EXERCISE:
Look through the material that follows and show every line with the string "WHITE".

☆ ☆ ☆ ☆ ☆ ☆ ☆

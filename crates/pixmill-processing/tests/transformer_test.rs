//! Transformer integration tests.
//!
//! Run with: `cargo test -p pixmill-processing --test transformer_test`

mod helpers;

use helpers::fixtures::{gradient, solid, BLUE, WHITE};
use pixmill_core::{EngineConfig, ErrorMetadata, LogLevel};
use pixmill_processing::{
    ImageWatermark, Operation, PixelFormat, ProcessingError, ResizeMode, ResizeQuality,
    Transformer, Watermark, WatermarkPosition,
};

#[test]
fn test_json_pipeline_matches_direct_calls() -> anyhow::Result<()> {
    helpers::init_tracing();
    let operations: Vec<Operation> = serde_json::from_str(
        r#"[
            {"op": "crop", "x": 10, "y": 5, "width": 80, "height": 40},
            {"op": "resize", "width": 40, "height": 40, "mode": "fit", "quality": "ultra"},
            {"op": "grayscale"},
            {"op": "flop"}
        ]"#,
    )?;

    let source = gradient(120, 60, PixelFormat::Rgb8);
    let piped = Transformer::default().run(source.clone(), &operations)?;

    let cropped = pixmill_processing::crop(&source, 10, 5, 80, 40)?;
    let resized = pixmill_processing::resize(
        &cropped,
        40,
        40,
        ResizeMode::Fit,
        ResizeQuality::Ultra,
    )?;
    let gray = pixmill_processing::grayscale(&resized)?;
    let direct = pixmill_processing::flop(&gray)?;

    assert_eq!(piped, direct);
    assert_eq!(piped.dimensions(), (40, 20));
    Ok(())
}

#[test]
fn test_operations_serialize_with_tags() -> anyhow::Result<()> {
    let operation = Operation::Rotate {
        degrees: 30.0,
        background: Some([255, 255, 255, 255]),
    };
    let value = serde_json::to_value(&operation)?;
    assert_eq!(value["op"], "rotate");
    assert_eq!(value["degrees"], 30.0);

    let back: Operation = serde_json::from_value(value)?;
    assert_eq!(back, operation);
    Ok(())
}

#[test]
fn test_default_quality_comes_from_config() -> anyhow::Result<()> {
    let config = EngineConfig {
        default_quality: ResizeQuality::Low,
        ..EngineConfig::default()
    };
    let source = gradient(30, 30, PixelFormat::Rgba8);
    let operation = Operation::Resize {
        width: 13,
        height: 7,
        mode: ResizeMode::Exact,
        quality: None,
    };

    let configured = Transformer::new(config).apply(source.clone(), &operation)?;
    let nearest =
        pixmill_processing::resize(&source, 13, 7, ResizeMode::Exact, ResizeQuality::Low)?;
    assert_eq!(&configured, nearest.as_ref());
    Ok(())
}

#[test]
fn test_pixel_limit_error_metadata() {
    let transformer = Transformer::new(EngineConfig {
        max_output_pixels: 1_000,
        ..EngineConfig::default()
    });
    let rotated = transformer
        .apply(
            solid(10, 10, PixelFormat::Gray8, WHITE),
            &Operation::Rotate {
                degrees: 45.0,
                background: None,
            },
        )
        .unwrap();
    // 10x10 at 45 degrees is 15x15, well under the limit
    assert_eq!(rotated.dimensions(), (15, 15));

    let err = transformer
        .apply(
            solid(10, 10, PixelFormat::Gray8, WHITE),
            &Operation::Pad {
                top: 20,
                right: 20,
                bottom: 20,
                left: 20,
                color: None,
            },
        )
        .unwrap_err();
    assert!(matches!(err, ProcessingError::Unsupported { operation: "pad", .. }));
    assert_eq!(err.error_code(), "UNSUPPORTED");
    assert_eq!(err.log_level(), LogLevel::Warn);
    assert!(!err.is_recoverable());
}

#[test]
fn test_watermark_step_after_filters() -> anyhow::Result<()> {
    let transformer = Transformer::default();
    let buffer = transformer.run(
        solid(64, 64, PixelFormat::Rgb8, WHITE),
        &[Operation::Invert, Operation::Vignette { intensity: 0.0 }],
    )?;

    let watermark: Watermark = ImageWatermark::builder(solid(8, 8, PixelFormat::Rgb8, BLUE))
        .position(WatermarkPosition::TopLeft)
        .margin(0)
        .build()?
        .into();
    let marked = transformer.watermark(buffer, &watermark)?;

    assert_eq!(marked.pixel(0, 0), Some(BLUE));
    assert_eq!(marked.pixel(32, 32), Some(image::Rgba([0, 0, 0, 255])));
    Ok(())
}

☆ ☆ ☆ ☆ ☆ ☆ ☆

REPLY:
use helpers::fixtures::{gradient, solid, BLUE, WHITE};
            solid(10, 10, PixelFormat::Gray8, WHITE),
            solid(10, 10, PixelFormat::Gray8, WHITE),
        solid(64, 64, PixelFormat::Rgb8, WHITE),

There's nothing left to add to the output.